As students and administrators seek anytime, anywhere access to the cloud, higher ed IT teams must face their fears and get to work.
From government to finance to education, it seems that everyone wants to work in the cloud these days — even robots.
As cloud computing captures the public imagination, it also has become the latest area of serious study in robotics on numerous college campuses, including Philadelphia's Drexel University and the University of Minnesota.
James Kuffner, a research scientist at Google, purportedly coined the term "cloud robotics" in 2010 to describe "a new approach to robotics that takes advantage of the Internet as a resource for massively parallel computation and sharing of vast data resources," writes the University of California, Berkeley's Ken Goldberg.
The goals, primarily, are twofold: Use cloud-based applications for data processing and storage capability, freeing up a robot from having to lug all that technology around with it, and enable robots to communicate and share data among themselves.
Among those interested in the emerging field is M. Ani Hsieh, an assistant professor in the mechanical engineering and mechanics department at Drexel University, and the head of Drexel's robotics program. Hsieh recently co-hosted a National Science Foundation and U.S. Army Research Laboratory–sponsored workshop on cloud robotics, along with Ibrahim Volkan Isler, an associate professor at the University of Minnesota. Much of Hsieh's research focuses on large-scale sampling of oceans to predict currents, and how changes in the ocean impact weather.
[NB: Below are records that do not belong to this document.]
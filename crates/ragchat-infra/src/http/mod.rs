//! HTTP client for the remote chat service.

pub mod client;
pub mod types;

pub use client::HttpChatClient;
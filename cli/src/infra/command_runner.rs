//! Infrastructure implementation of the `CommandRunner` port.
//!
//! `ProcessCommandRunner` runs programs synchronously with `std::process`.
//! There is no timeout: `docker compose up --build` may legitimately run for
//! a long time.

use std::path::Path;
use std::process::{Command, ExitStatus, Output, Stdio};

use anyhow::{Context, Result};
use tracing::debug;

use crate::application::ports::CommandRunner;

/// Production `CommandRunner`.
pub struct ProcessCommandRunner;

impl CommandRunner for ProcessCommandRunner {
    fn run(&self, program: &str, args: &[&str]) -> Result<Output> {
        debug!(program, ?args, "run");
        Command::new(program)
            .args(args)
            .stdin(Stdio::null())
            .output()
            .with_context(|| format!("failed to spawn {program}"))
    }

    fn run_status(&self, program: &str, args: &[&str], cwd: &Path) -> Result<ExitStatus> {
        debug!(program, ?args, cwd = %cwd.display(), "run with inherited stdio");
        Command::new(program)
            .args(args)
            .current_dir(cwd)
            .status()
            .with_context(|| format!("failed to spawn {program}"))
    }
}
//! Output styles using owo-colors stylesheet pattern

use owo_colors::Style;

/// Centralized stylesheet for CLI output colors.
#[derive(Default, Clone)]
pub struct Styles {
    /// Success messages (green)
    pub success: Style,
    /// Warning messages (yellow)
    pub warning: Style,
    /// Error messages (red)
    pub error: Style,
    /// Info messages (blue)
    pub info: Style,
    /// In-progress steps (cyan)
    pub step: Style,
    /// Dimmed/secondary text
    pub dim: Style,
    /// Headers/section titles
    pub header: Style,
    /// Links the user is expected to open
    pub link: Style,
}

impl Styles {
    /// Apply colors to the stylesheet.
    pub fn colorize(&mut self) {
        self.success = Style::new().green();
        self.warning = Style::new().yellow();
        self.error = Style::new().red();
        self.info = Style::new().blue();
        self.step = Style::new().cyan();
        self.dim = Style::new().dimmed();
        self.header = Style::new().bold().cyan();
        self.link = Style::new().underline().bright_blue();
    }
}
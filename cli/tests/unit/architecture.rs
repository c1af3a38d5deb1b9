//! Structural tests for layer boundary enforcement.
//!
//! These tests scan source files to verify that the domain stays pure and
//! the application layer never reaches into presentation or infrastructure.

use std::path::{Path, PathBuf};

/// Collect all `.rs` files under a directory recursively.
fn collect_rs_files(dir: &Path) -> Vec<PathBuf> {
    let mut files = Vec::new();
    if let Ok(entries) = std::fs::read_dir(dir) {
        for entry in entries.flatten() {
            let path = entry.path();
            if path.is_dir() {
                files.extend(collect_rs_files(&path));
            } else if path.extension().and_then(|e| e.to_str()) == Some("rs") {
                files.push(path);
            }
        }
    }
    files
}

/// Read a file and strip comment lines to avoid false positives.
fn read_non_comment_lines(path: &Path) -> Vec<String> {
    let Ok(content) = std::fs::read_to_string(path) else {
        return Vec::new();
    };
    content
        .lines()
        .filter(|l| !l.trim().starts_with("//"))
        .map(String::from)
        .collect()
}

fn src(layer: &str) -> PathBuf {
    Path::new(env!("CARGO_MANIFEST_DIR")).join("src").join(layer)
}

fn violations(layer: &str, forbidden: &[&str]) -> Vec<String> {
    let files = collect_rs_files(&src(layer));
    assert!(!files.is_empty(), "no sources found for {layer}");
    files
        .iter()
        .flat_map(|file| {
            read_non_comment_lines(file)
                .into_iter()
                .filter(|line| forbidden.iter().any(|f| line.contains(f)))
                .map(move |line| format!("{}: {}", file.display(), line.trim()))
        })
        .collect()
}

#[test]
fn test_domain_has_no_io_or_outer_layer_imports() {
    let found = violations(
        "domain",
        &[
            "crate::infra",
            "crate::application",
            "crate::commands",
            "crate::output",
            "std::fs",
            "std::process",
            "std::net",
        ],
    );
    assert!(found.is_empty(), "domain imports outer layers:\n{}", found.join("\n"));
}

#[test]
fn test_application_does_not_import_infra_or_presentation() {
    let found = violations(
        "application",
        &["crate::infra", "crate::commands", "crate::output"],
    );
    assert!(
        found.is_empty(),
        "application imports outer layers:\n{}",
        found.join("\n")
    );
}
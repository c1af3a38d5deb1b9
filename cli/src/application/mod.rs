//! Application layer — port trait definitions and use-case orchestration.
//!
//! This module depends only on `crate::domain` — never on `crate::infra`,
//! `crate::commands`, or `crate::output`.

pub mod ports;
pub mod services;

pub use ports::{
    ArtifactCompiler, BrevCredentials, CommandRunner, CredentialStore, HostProbe, LaunchableApi,
    ProgressReporter, PureCompiler, RemoteResolver, WorkspaceFs,
};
The group hopes to eventually take advantage of cloud robotics in that research, she says.
"For us to be able to move in that direction, we must first understand how current ocean models are generated and how to transition this into the cloud computing framework," Hsieh says. "From there, we will have to address the question of how information and data obtained by robots and other stationary sensors in the ocean can be assimilated into these cloud models in real time.
"Once we have addressed the data assimilation problem, then we need to answer the prediction portion. So, our work is still very much at its infancy," Hsieh says.
At the University of Minnesota, Isler is using robots to track a slightly smaller water prey — the common carp, "an invasive species of fish that poses a significant threat across the Midwest," Isler says. "It is important to track and control the species."
To that end, Isler's department leads a collaborative project, funded by the National Science Foundation, to build a network of robotic devices that can be used to locate and track carp that carry radio-frequency ID tags. The project brings together roboticists, computer systems experts, mathematicians and marine biologists to tackle problems ranging from optimal search and active tracking with multiple robots to more energy-efficient operations and general understanding of fish behavior.
Isler also is interested in learning more about how the cloud could free his robots from having to carry the processors needed to store and process data, and the ability to use the cloud as a "super computer," he says.
UC Berkeley's Goldberg says cloud robotics could improve performance in several ways, not the least of which is enabling greater indexing of Big Data, parallel grid computing on demand for statistical analysis, and crowdsourcing.